*Your assignment*.
Send back the entries below exactly as they appear.

*Material provided*.
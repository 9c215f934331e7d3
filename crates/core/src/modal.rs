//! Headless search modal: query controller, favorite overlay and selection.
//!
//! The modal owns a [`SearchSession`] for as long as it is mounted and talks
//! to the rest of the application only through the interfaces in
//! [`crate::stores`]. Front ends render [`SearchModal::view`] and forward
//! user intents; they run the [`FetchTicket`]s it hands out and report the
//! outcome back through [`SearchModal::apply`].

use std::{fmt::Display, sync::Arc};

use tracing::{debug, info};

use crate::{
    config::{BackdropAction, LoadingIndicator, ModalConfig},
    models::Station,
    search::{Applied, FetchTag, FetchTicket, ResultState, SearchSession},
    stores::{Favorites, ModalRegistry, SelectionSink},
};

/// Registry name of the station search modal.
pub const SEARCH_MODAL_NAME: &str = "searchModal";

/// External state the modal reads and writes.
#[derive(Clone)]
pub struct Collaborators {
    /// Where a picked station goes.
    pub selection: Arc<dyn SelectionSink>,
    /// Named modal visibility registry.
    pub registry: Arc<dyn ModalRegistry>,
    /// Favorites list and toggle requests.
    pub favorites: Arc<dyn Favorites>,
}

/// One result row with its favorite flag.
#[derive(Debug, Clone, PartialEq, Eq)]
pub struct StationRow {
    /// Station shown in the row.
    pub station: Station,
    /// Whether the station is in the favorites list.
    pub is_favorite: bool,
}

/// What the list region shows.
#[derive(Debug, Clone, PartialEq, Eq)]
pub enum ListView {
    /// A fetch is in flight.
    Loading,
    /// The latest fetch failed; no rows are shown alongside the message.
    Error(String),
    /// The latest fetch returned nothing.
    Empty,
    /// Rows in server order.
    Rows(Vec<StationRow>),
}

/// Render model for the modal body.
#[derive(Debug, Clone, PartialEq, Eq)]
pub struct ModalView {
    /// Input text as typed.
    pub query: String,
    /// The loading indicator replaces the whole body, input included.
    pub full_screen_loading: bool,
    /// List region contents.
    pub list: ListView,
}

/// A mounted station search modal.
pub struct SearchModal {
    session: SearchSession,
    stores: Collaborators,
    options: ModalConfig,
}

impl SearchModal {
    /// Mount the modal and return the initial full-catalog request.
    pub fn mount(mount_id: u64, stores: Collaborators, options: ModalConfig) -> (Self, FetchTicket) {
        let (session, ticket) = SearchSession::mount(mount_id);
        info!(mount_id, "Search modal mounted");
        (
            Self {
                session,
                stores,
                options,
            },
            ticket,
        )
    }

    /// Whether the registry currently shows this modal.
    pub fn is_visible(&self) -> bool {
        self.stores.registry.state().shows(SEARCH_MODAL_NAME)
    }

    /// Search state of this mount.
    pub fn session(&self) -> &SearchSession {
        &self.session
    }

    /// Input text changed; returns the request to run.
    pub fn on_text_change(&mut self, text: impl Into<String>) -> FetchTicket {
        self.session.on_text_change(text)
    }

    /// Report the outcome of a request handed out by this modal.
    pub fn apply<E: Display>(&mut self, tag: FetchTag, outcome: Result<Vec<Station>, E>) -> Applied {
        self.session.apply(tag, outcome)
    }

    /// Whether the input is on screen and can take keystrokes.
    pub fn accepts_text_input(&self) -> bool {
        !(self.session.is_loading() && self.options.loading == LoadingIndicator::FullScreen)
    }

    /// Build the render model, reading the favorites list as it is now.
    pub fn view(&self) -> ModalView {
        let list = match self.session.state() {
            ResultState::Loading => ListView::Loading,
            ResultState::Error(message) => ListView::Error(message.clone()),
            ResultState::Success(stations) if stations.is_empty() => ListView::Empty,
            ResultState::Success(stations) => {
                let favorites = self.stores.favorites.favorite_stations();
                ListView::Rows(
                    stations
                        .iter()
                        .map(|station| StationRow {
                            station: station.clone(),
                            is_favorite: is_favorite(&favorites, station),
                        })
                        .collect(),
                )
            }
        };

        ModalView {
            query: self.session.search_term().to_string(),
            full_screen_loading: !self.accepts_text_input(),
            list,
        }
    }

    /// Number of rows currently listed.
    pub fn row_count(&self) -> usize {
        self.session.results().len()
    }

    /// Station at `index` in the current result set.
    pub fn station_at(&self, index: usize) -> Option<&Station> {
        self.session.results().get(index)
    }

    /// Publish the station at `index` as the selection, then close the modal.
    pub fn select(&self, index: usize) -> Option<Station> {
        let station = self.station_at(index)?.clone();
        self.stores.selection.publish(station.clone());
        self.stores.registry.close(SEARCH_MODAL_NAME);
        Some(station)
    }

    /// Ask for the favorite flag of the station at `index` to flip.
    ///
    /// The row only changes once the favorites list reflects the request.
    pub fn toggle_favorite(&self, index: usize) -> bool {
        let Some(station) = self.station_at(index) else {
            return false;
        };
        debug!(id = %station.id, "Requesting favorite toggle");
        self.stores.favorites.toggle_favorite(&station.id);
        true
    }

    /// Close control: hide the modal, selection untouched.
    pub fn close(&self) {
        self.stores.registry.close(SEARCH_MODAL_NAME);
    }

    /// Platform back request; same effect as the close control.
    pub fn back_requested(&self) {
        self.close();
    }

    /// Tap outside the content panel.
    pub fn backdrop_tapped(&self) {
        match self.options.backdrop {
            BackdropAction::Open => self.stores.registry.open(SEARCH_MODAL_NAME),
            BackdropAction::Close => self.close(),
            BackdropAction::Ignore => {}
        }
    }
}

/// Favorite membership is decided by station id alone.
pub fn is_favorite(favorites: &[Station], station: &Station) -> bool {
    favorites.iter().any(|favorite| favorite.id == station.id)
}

*Answer for this exercise*.
repository 9c215f934331e7d3
filename crates/core/src/modal.rs
//! Headless search modal: query controller, favorite overlay and selection.
//!
//! The modal owns a [`SearchSession`] for as long as it is mounted and talks
//! to the rest of the application only through the interfaces in
//! [`crate::stores`]. Front ends render [`SearchModal::view`] and forward
//! user intents; they run the [`FetchTicket`]s it hands out and report the
//! outcome back through [`SearchModal::apply`].

use std::{fmt::Display, sync::Arc};

use tracing::{debug, info};

use crate::{
    config::{BackdropAction, LoadingIndicator, ModalConfig},
    models::Station,
    search::{Applied, FetchTag, FetchTicket, ResultState, SearchSession},
    stores::{Favorites, ModalRegistry, SelectionSink},
};

/// Registry name of the station search modal.
pub const SEARCH_MODAL_NAME: &str = "searchModal";

/// External state the modal reads and writes.
#[derive(Clone)]
pub struct Collaborators {
    /// Where a picked station goes.
    pub selection: Arc<dyn SelectionSink>,
    /// Named modal visibility registry.
    pub registry: Arc<dyn ModalRegistry>,
    /// Favorites list and toggle requests.
    pub favorites: Arc<dyn Favorites>,
}

/// One result row with its favorite flag.
#[derive(Debug, Clone, PartialEq, Eq)]
pub struct StationRow {
    /// Station shown in the row.
    pub station: Station,
    /// Whether the station is in the favorites list.
    pub is_favorite: bool,
}

/// What the list region shows.
#[derive(Debug, Clone, PartialEq, Eq)]
pub enum ListView {
    /// A fetch is in flight.
    Loading,
    /// The latest fetch failed; no rows are shown alongside the message.
    Error(String),
    /// The latest fetch returned nothing.
    Empty,
    /// Rows in server order.
    Rows(Vec<StationRow>),
}

/// Render model for the modal body.
#[derive(Debug, Clone, PartialEq, Eq)]
pub struct ModalView {
    /// Input text as typed.
    pub query: String,
    /// The loading indicator replaces the whole body, input included.
    pub full_screen_loading: bool,
    /// List region contents.
    pub list: ListView,
}

/// A mounted station search modal.
pub struct SearchModal {
    session: SearchSession,
    stores: Collaborators,
    options: ModalConfig,
}

impl SearchModal {
    /// Mount the modal and return the initial full-catalog request.
    pub fn mount(mount_id: u64, stores: Collaborators, options: ModalConfig) -> (Self, FetchTicket) {
        let (session, ticket) = SearchSession::mount(mount_id);
        info!(mount_id, "Search modal mounted");
        (
            Self {
                session,
                stores,
                options,
            },
            ticket,
        )
    }

    /// Whether the registry currently shows this modal.
    pub fn is_visible(&self) -> bool {
        self.stores.registry.state().shows(SEARCH_MODAL_NAME)
    }

    /// Search state of this mount.
    pub fn session(&self) -> &SearchSession {
        &self.session
    }

    /// Input text changed; returns the request to run.
    pub fn on_text_change(&mut self, text: impl Into<String>) -> FetchTicket {
        self.session.on_text_change(text)
    }

    /// Report the outcome of a request handed out by this modal.
    pub fn apply<E: Display>(&mut self, tag: FetchTag, outcome: Result<Vec<Station>, E>) -> Applied {
        self.session.apply(tag, outcome)
    }

    /// Whether the input is on screen and can take keystrokes.
    pub fn accepts_text_input(&self) -> bool {
        !(self.session.is_loading() && self.options.loading == LoadingIndicator::FullScreen)
    }

    /// Build the render model, reading the favorites list as it is now.
    pub fn view(&self) -> ModalView {
        let list = match self.session.state() {
            ResultState::Loading => ListView::Loading,
            ResultState::Error(message) => ListView::Error(message.clone()),
            ResultState::Success(stations) if stations.is_empty() => ListView::Empty,
            ResultState::Success(stations) => {
                let favorites = self.stores.favorites.favorite_stations();
                ListView::Rows(
                    stations
                        .iter()
                        .map(|station| StationRow {
                            station: station.clone(),
                            is_favorite: is_favorite(&favorites, station),
                        })
                        .collect(),
                )
            }
        };

        ModalView {
            query: self.session.search_term().to_string(),
            full_screen_loading: !self.accepts_text_input(),
            list,
        }
    }

    /// Number of rows currently listed.
    pub fn row_count(&self) -> usize {
        self.session.results().len()
    }

    /// Station at `index` in the current result set.
    pub fn station_at(&self, index: usize) -> Option<&Station> {
        self.session.results().get(index)
    }

    /// Publish the station at `index` as the selection, then close the modal.
    pub fn select(&self, index: usize) -> Option<Station> {
        let station = self.station_at(index)?.clone();
        self.stores.selection.publish(station.clone());
        self.stores.registry.close(SEARCH_MODAL_NAME);
        Some(station)
    }

    /// Ask for the favorite flag of the station at `index` to flip.
    ///
    /// The row only changes once the favorites list reflects the request.
    pub fn toggle_favorite(&self, index: usize) -> bool {
        let Some(station) = self.station_at(index) else {
            return false;
        };
        debug!(id = %station.id, "Requesting favorite toggle");
        self.stores.favorites.toggle_favorite(&station.id);
        true
    }

    /// Close control: hide the modal, selection untouched.
    pub fn close(&self) {
        self.stores.registry.close(SEARCH_MODAL_NAME);
    }

    /// Platform back request; same effect as the close control.
    pub fn back_requested(&self) {
        self.close();
    }

    /// Tap outside the content panel.
    pub fn backdrop_tapped(&self) {
        match self.options.backdrop {
            BackdropAction::Open => self.stores.registry.open(SEARCH_MODAL_NAME),
            BackdropAction::Close => self.close(),
            BackdropAction::Ignore => {}
        }
    }
}

/// Favorite membership is decided by station id alone.
pub fn is_favorite(favorites: &[Station], station: &Station) -> bool {
    favorites.iter().any(|favorite| favorite.id == station.id)
}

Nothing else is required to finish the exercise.